$$CrCl_{3}\cdot xNH_{3}$$ can exist as a complex. 0.1 molal aqueous solution of this complex shows a depression in freezing point of $$0.558^{\circ}C$$. Assuming 100% ionisation of this complex and coordination number of Cr is 6 , the complex will be (Given $$K_{f}$$ = 1.86 K kg $$mol^{-1}$$)

We use the colligative property of freezing point depression to determine the van’t Hoff factor $$i$$.

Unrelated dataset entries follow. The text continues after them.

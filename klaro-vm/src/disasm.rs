// klaro-vm - Bytecode virtual machine for the Klaro programming language
// Copyright (c) 2025 Tom Waddington. MIT licensed.

//! Image disassembly.
//!
//! Renders an image's constant pool and instruction stream as text, one
//! instruction per line with its byte offset, mnemonic, and immediates.

use crate::heap::Heap;
use crate::image;
use crate::opcode::Op;
use crate::value::{Value, format_num};
use crate::vm::{Result, RuntimeError};

/// Disassemble a whole image.
pub fn disassemble(bytes: &[u8]) -> Result<String> {
    let mut heap = Heap::new();
    let loaded = image::load_constants(bytes, &mut heap)?;

    let mut out = String::new();
    out.push_str("== constants ==\n");
    for (idx, constant) in loaded.constants.iter().enumerate() {
        out.push_str(&format!(
            "{:4}  {}\n",
            idx,
            render_constant(&heap, *constant)
        ));
    }

    out.push_str("== code ==\n");
    let mut offset = loaded.code_start;
    while offset < bytes.len() {
        let byte = bytes[offset];
        let op = Op::from_u8(byte).ok_or(RuntimeError::UnknownOpcode(byte))?;

        let operands = op.operand_bytes();
        let end = offset + 1 + operands;
        if end > bytes.len() {
            return Err(RuntimeError::TruncatedInstruction(op.mnemonic()));
        }

        out.push_str(&format!("{:6}  {}", offset, op.mnemonic()));
        for imm in &bytes[offset + 1..end] {
            out.push_str(&format!(" {}", imm));
        }
        out.push('\n');
        offset = end;
    }

    Ok(out)
}

fn render_constant(heap: &Heap, constant: Value) -> String {
    match constant {
        Value::Int(i) => format!("int {}", i),
        Value::Num(x) => format!("num {}", format_num(x)),
        Value::Obj(handle) => match heap.str_bytes(handle) {
            Some(bytes) => format!("str {:?}", String::from_utf8_lossy(bytes)),
            None => "<object>".to_string(),
        },
        other => format!("{:?}", other),
    }
}
// klaro-vm - Bytecode virtual machine for the Klaro programming language
// Copyright (c) 2025 Tom Waddington. MIT licensed.

//! Stack-based bytecode virtual machine for Klaro.
//!
//! This crate executes flat bytecode images produced by the Klaro compiler:
//! a constant pool prefix followed by an instruction stream of one-byte
//! opcodes with single-byte immediates. The VM runs the stream against a
//! value stack, a frame pointer, an indexed global table, and a heap of
//! boxed objects; closures are supported through upvalue boxes that alias
//! live stack slots and close over their values when those slots die.

pub mod disasm;
pub mod heap;
pub mod image;
pub mod opcode;
pub mod value;
pub mod vm;

pub use heap::{Handle, Heap, Obj};
pub use opcode::{OP_COUNT, Op};
pub use value::{NUM_PLACES, NUM_PRECISION, Value};
pub use vm::{GLOBAL_MAX, Result, RuntimeError, STACK_MAX, Vm};
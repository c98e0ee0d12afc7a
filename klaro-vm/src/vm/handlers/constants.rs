// klaro-vm - Bytecode virtual machine for the Klaro programming language
// Copyright (c) 2025 Tom Waddington. MIT licensed.

//! Constant and stack opcode handlers: PushConst, PushTrue, PushFalse,
//! PushNil, Pop.

use crate::opcode::Op;
use crate::value::Value;
use crate::vm::{Result, RuntimeError, Vm};

impl Vm {
    /// Execute a constant or stack opcode.
    pub(crate) fn execute_constants(&mut self, op: Op) -> Result<()> {
        match op {
            Op::PushConst => {
                let idx = self.read_u8("PUSH_CONST")?;
                let value = self.get_constant(idx)?;
                self.push(value)?;
            }
            Op::PushTrue => self.push(Value::Bool(true))?,
            Op::PushFalse => self.push(Value::Bool(false))?,
            Op::PushNil => self.push(Value::Nil)?,
            Op::Pop => {
                self.pop()?;
            }
            _ => {
                return Err(RuntimeError::Internal(
                    "execute_constants: unexpected opcode",
                ));
            }
        }
        Ok(())
    }
}
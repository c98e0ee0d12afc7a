// klaro-vm - Bytecode virtual machine for the Klaro programming language
// Copyright (c) 2025 Tom Waddington. MIT licensed.

//! I/O handlers: Print, PrintBlank, Clock.

use crate::opcode::Op;
use crate::value::Value;
use crate::vm::{Result, RuntimeError, Vm};

impl Vm {
    /// Execute an I/O opcode.
    pub(crate) fn execute_io(&mut self, op: Op) -> Result<()> {
        match op {
            Op::Print => {
                let handle = self.pop_str("PRINT")?;
                let bytes = self
                    .heap
                    .str_bytes(handle)
                    .ok_or(RuntimeError::Internal("PRINT: string handle lost"))?;
                self.out.write_all(bytes)?;
                self.out.write_all(b"\n")?;
            }
            Op::PrintBlank => {
                self.out.write_all(b"\n")?;
            }
            Op::Clock => {
                let seconds = self.started.elapsed().as_secs_f64();
                self.push(Value::Num(seconds))?;
            }
            _ => return Err(RuntimeError::Internal("execute_io: unexpected opcode")),
        }
        Ok(())
    }
}
//! Tests for the contacts command.

use rosterline_cli::commands::contacts::run;
use rosterline_contact::ChannelKind;
use serde_json::json;

#[test]
fn test_contacts_per_employee() {
    let out = run(&json!([
        {"name": "Ada", "id": 1, "work_phone": "front desk", "mobile_phone": "555-123-4567"},
        {"name": "Grace"}
    ]));
    assert_eq!(out.len(), 2);

    assert_eq!(out[0].employee, "Ada");
    assert_eq!(out[0].employee_id.as_deref(), Some("1"));
    assert_eq!(out[0].channels[0].kind, ChannelKind::Work);
    assert_eq!(out[0].channels[0].phone.text, "front desk");
    assert_eq!(out[0].primary_href.as_deref(), Some("tel:+15551234567"));

    assert_eq!(out[1].primary_href, None);
    assert_eq!(out[1].channels.len(), 3);
}

#[test]
fn test_contacts_serialization_shape() {
    let out = run(&json!([{"name": "Ada", "home_phone": "555-222-3333"}]));
    let value = serde_json::to_value(&out).unwrap();
    assert_eq!(value[0]["primaryHref"], "tel:+15552223333");
    assert_eq!(value[0]["channels"][2]["kind"], "home");
    assert_eq!(value[0]["channels"][2]["text"], "(555) 222-3333");
}
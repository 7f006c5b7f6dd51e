//! # rosterline-cli
//!
//! Command-line front end for the Rosterline normalizers:
//! - timeline assignments from employee exports
//! - project keys and hour summaries from timecard exports
//! - phone formatting for raw strings and employee contact lines
//! - config file management

#![warn(missing_docs)]
#![warn(clippy::all)]
#![forbid(unsafe_code)]

pub mod cli;
pub mod commands;
pub mod config;
pub mod config_handlers;
pub mod error;
pub mod input;
pub mod logging;

pub use error::{Error, Result};
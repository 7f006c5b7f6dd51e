//! End-to-end command dispatch against payload files.

use crate::common::{TestHarness, args, employee_export};
use rosterline_cli::commands::dispatch;
use rosterline_cli::config::RosterlineConfig;
use serde_json::{Value, json};

fn compact() -> RosterlineConfig {
    let mut config = RosterlineConfig::default();
    config.output.pretty = false;
    config
}

#[tokio::test]
async fn test_assignments_from_file() {
    let harness = TestHarness::new();
    let input = harness.payload("employees.json", &employee_export());

    let out = dispatch(&args(&["assignments", "--input", &input]), &compact())
        .await
        .unwrap();
    let value: Value = serde_json::from_str(&out).unwrap();

    assert_eq!(
        value,
        json!([
            {
                "employee": "Ada Byron",
                "employeeId": "7",
                "start": "2024-03-01T00:00:00Z",
                "end": "2024-03-31T00:00:00Z",
                "project": "Bridge"
            },
            {
                "employee": "Grace Hopper",
                "employeeId": "E-2",
                "start": "2024-02-01T00:00:00Z",
                "end": "2024-02-28T00:00:00Z",
                "project": "Tunnel"
            }
        ])
    );
}

#[tokio::test]
async fn test_config_sort_applies_without_flag() {
    let harness = TestHarness::new();
    let input = harness.payload("employees.json", &employee_export());
    let mut config = compact();
    config.timeline.sort_by_start = true;

    let out = dispatch(&args(&["assignments", "-i", &input]), &config)
        .await
        .unwrap();
    let value: Value = serde_json::from_str(&out).unwrap();
    assert_eq!(value[0]["project"], "Tunnel");
    assert_eq!(value[1]["project"], "Bridge");
}

#[tokio::test]
async fn test_project_keys_summary_from_file() {
    let harness = TestHarness::new();
    let input = harness.payload(
        "timecards.json",
        &json!([
            {"allocation_code": "J-99", "hours": 6},
            {"homeDept": "D", "homeJobCode": "J", "hours": 2},
            {"allocation_code": "J-99", "hours": 2}
        ]),
    );

    let out = dispatch(
        &args(&["project-keys", "--input", &input, "--summary"]),
        &compact(),
    )
    .await
    .unwrap();
    let value: Value = serde_json::from_str(&out).unwrap();
    assert_eq!(
        value,
        json!([
            {"project": "J-99", "hours": 8.0, "rows": 2},
            {"project": "D / J", "hours": 2.0, "rows": 1}
        ])
    );
}

#[tokio::test]
async fn test_contacts_from_file() {
    let harness = TestHarness::new();
    let input = harness.payload("employees.json", &employee_export());

    let out = dispatch(&args(&["contacts", "--input", &input]), &compact())
        .await
        .unwrap();
    let value: Value = serde_json::from_str(&out).unwrap();
    assert_eq!(value.as_array().unwrap().len(), 2);
    assert_eq!(value[0]["primaryHref"], "tel:+15551234567,12");
    assert_eq!(value[1]["channels"][1]["text"], "(555) 987-6543");
}

#[tokio::test]
async fn test_phone_pretty_output() {
    let out = dispatch(&args(&["phone", "555-123-4567"]), &RosterlineConfig::default())
        .await
        .unwrap();
    assert!(out.starts_with("[\n"));
    let value: Value = serde_json::from_str(&out).unwrap();
    assert_eq!(value[0]["href"], "tel:+15551234567");
}

#[tokio::test]
async fn test_missing_input_file_is_an_error() {
    let err = dispatch(
        &args(&["assignments", "--input", "/nonexistent/employees.json"]),
        &compact(),
    )
    .await
    .unwrap_err();
    assert!(err.to_string().contains("/nonexistent/employees.json"));
}

#[tokio::test]
async fn test_invalid_json_is_an_error() {
    let harness = TestHarness::new();
    let path = harness.write("broken.json", "[{\"name\": ");

    let err = dispatch(
        &args(&["project-keys", "--input", path.to_str().unwrap()]),
        &compact(),
    )
    .await
    .unwrap_err();
    assert!(err.to_string().contains("invalid JSON payload"));
}
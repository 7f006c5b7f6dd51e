//! Error types for rosterline-core.
//!
//! The normalizers themselves never fail. Errors only arise at the
//! boundary: reading input files, parsing JSON text, and loading config.

use std::path::{Path, PathBuf};

use thiserror::Error;

/// Result type alias for rosterline-core operations
pub type Result<T> = std::result::Result<T, Error>;

/// Errors that can occur in rosterline-core
#[derive(Error, Debug)]
#[non_exhaustive]
pub enum Error {
    /// I/O error tied to a specific file
    #[error("I/O error at {}: {source}", path.display())]
    Io {
        /// File that could not be read or written
        path: PathBuf,
        /// Underlying I/O error
        #[source]
        source: std::io::Error,
    },

    /// Input text could not be interpreted
    #[error("Parse error: {0}")]
    Parse(String),

    /// JSON serialization/deserialization error
    #[error("JSON error: {0}")]
    Json(#[from] serde_json::Error),

    /// Configuration error
    #[error("Configuration error: {0}")]
    Config(String),
}

impl Error {
    /// Creates an I/O error carrying the offending path.
    pub fn io_with_path(source: std::io::Error, path: impl AsRef<Path>) -> Self {
        Error::Io {
            path: path.as_ref().to_path_buf(),
            source,
        }
    }

    /// Creates a parse error.
    pub fn parse<S: Into<String>>(message: S) -> Self {
        Error::Parse(message.into())
    }

    /// Creates a configuration error.
    pub fn config<S: Into<String>>(message: S) -> Self {
        Error::Config(message.into())
    }
}
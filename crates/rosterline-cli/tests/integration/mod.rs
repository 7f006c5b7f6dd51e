mod config_flow;
mod dispatch;
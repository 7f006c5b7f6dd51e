//! Phone-number formatting for Rosterline contact fields.
//!
//! # Modules
//!
//! - [`phone`]: Raw phone text → display text and `tel:` link
//! - [`channels`]: Work/mobile/home lines for an employee record

pub mod channels;
pub mod phone;

#[cfg(test)]
mod proptests;

pub use channels::{ChannelKind, ContactChannel, contact_channels, primary_href};
pub use phone::{NO_NUMBER, PhoneChannel, format_optional, format_phone};
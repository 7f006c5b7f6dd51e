//! Property-based tests for assignment extraction.

#[cfg(test)]
#[allow(clippy::unwrap_used)]
mod tests {
    use crate::extract::extract_from_value;
    use crate::timeline::{group_by_employee, sort_by_start};
    use proptest::prelude::*;
    use serde_json::{Value, json};

    fn loose_value() -> impl Strategy<Value = Value> {
        prop_oneof![
            Just(Value::Null),
            Just(json!("")),
            Just(json!(0)),
            Just(json!("2024-01-01")),
            Just(json!("01/15/2024")),
            Just(json!("garbage")),
            any::<i64>().prop_map(|n| json!(n)),
            "[A-Z]{1,4}-?[0-9]{0,4}".prop_map(|s| json!(s)),
        ]
    }

    fn employee_value() -> impl Strategy<Value = Value> {
        (
            loose_value(),
            loose_value(),
            loose_value(),
            prop::collection::vec((loose_value(), loose_value(), loose_value()), 0..4),
        )
            .prop_map(|(project, start, end, history)| {
                let history: Vec<Value> = history
                    .into_iter()
                    .map(|(p, s, e)| json!({"project": p, "from": s, "to": e}))
                    .collect();
                json!({
                    "name": "Someone",
                    "project": project,
                    "start": start,
                    "end": end,
                    "transfers": history,
                })
            })
    }

    proptest! {
        #[test]
        fn test_extracted_projects_are_never_empty(
            records in prop::collection::vec(employee_value(), 0..6)
        ) {
            let out = extract_from_value(&Value::Array(records));
            for assignment in &out {
                prop_assert!(!assignment.project.is_empty());
            }
        }

        #[test]
        fn test_output_bounded_by_input(
            records in prop::collection::vec(employee_value(), 0..6)
        ) {
            let max: usize = records
                .iter()
                .map(|r| 1 + r["transfers"].as_array().map(Vec::len).unwrap_or(0))
                .sum();
            let out = extract_from_value(&Value::Array(records));
            prop_assert!(out.len() <= max);
        }

        #[test]
        fn test_sort_and_group_preserve_count(
            records in prop::collection::vec(employee_value(), 0..6)
        ) {
            let out = extract_from_value(&Value::Array(records));
            let count = out.len();
            let lanes = group_by_employee(&out);
            prop_assert_eq!(lanes.iter().map(|l| l.assignments.len()).sum::<usize>(), count);
            let sorted = sort_by_start(out);
            prop_assert_eq!(sorted.len(), count);
            prop_assert!(sorted.windows(2).all(|w| w[0].start <= w[1].start));
        }
    }
}
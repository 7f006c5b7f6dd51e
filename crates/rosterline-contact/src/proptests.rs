//! Property-based tests for phone formatting.

#[cfg(test)]
mod tests {
    use crate::phone::format_phone;
    use proptest::prelude::*;

    proptest! {
        #[test]
        fn test_text_is_never_empty(raw in "\\PC*") {
            prop_assert!(!format_phone(&raw).text.is_empty());
        }

        #[test]
        fn test_href_is_digits_and_extension(raw in "[0-9 ()x.;,/|+-]{0,40}") {
            if let Some(href) = format_phone(&raw).href {
                let rest = href.strip_prefix("tel:+1").unwrap_or("");
                prop_assert!(!rest.is_empty());
                let mut parts = rest.splitn(2, ',');
                let number = parts.next().unwrap_or("");
                prop_assert!(number.len() == 10 || number.len() == 7);
                prop_assert!(number.chars().all(|c| c.is_ascii_digit()));
                if let Some(ext) = parts.next() {
                    prop_assert!((1..=6).contains(&ext.len()));
                    prop_assert!(ext.chars().all(|c| c.is_ascii_digit()));
                }
            }
        }

        #[test]
        fn test_ten_digit_numbers_round_trip(area in 200u32..1000, prefix in 200u32..1000, line in 0u32..10000) {
            let raw = format!("{area}-{prefix}-{line:04}");
            let channel = format_phone(&raw);
            prop_assert_eq!(channel.text, format!("({area}) {prefix}-{line:04}"));
            prop_assert_eq!(channel.href, Some(format!("tel:+1{area}{prefix}{line:04}")));
        }
    }
}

The formula for depression in freezing point is $$\Delta T_f = i \cdot K_f \cdot m$$.

Given: $$\Delta T_f = 0.558°C$$, $$K_f = 1.86$$ K kg mol^{-1}, $$m = 0.1$$ molal.

Substituting these values yields $$0.558 = i \times 1.86 \times 0.1$$ so that $$i = \frac{0.558}{0.186} = 3$$.

A van’t Hoff factor of $$3$$ indicates that the complex dissociates into three ions in solution.

Complex $$[Cr(NH_3)_5Cl]Cl_2$$ dissociates into $$[Cr(NH_3)_5Cl]^{2+}$$ and $$2Cl^-$$, giving three ions (i = 3).

Complex $$[Cr(NH_3)_6Cl]Cl_3$$ would involve a coordination number of seven (which is not possible for Cr since CN = 6).

Complex $$[Cr(NH_3)_3Cl_3]$$ is a neutral species and does not produce free ions (i = 1).

Complex $$[Cr(NH_3)_4Cl_2]Cl$$ dissociates into two ions (i = 2).

Since chromium must have coordination number six and the van’t Hoff factor is three, the only viable structure is $$[Cr(NH_3)_5Cl]Cl_2$$.

The correct answer is Option 1: $$[Cr(NH_3)_5Cl]Cl_2$$.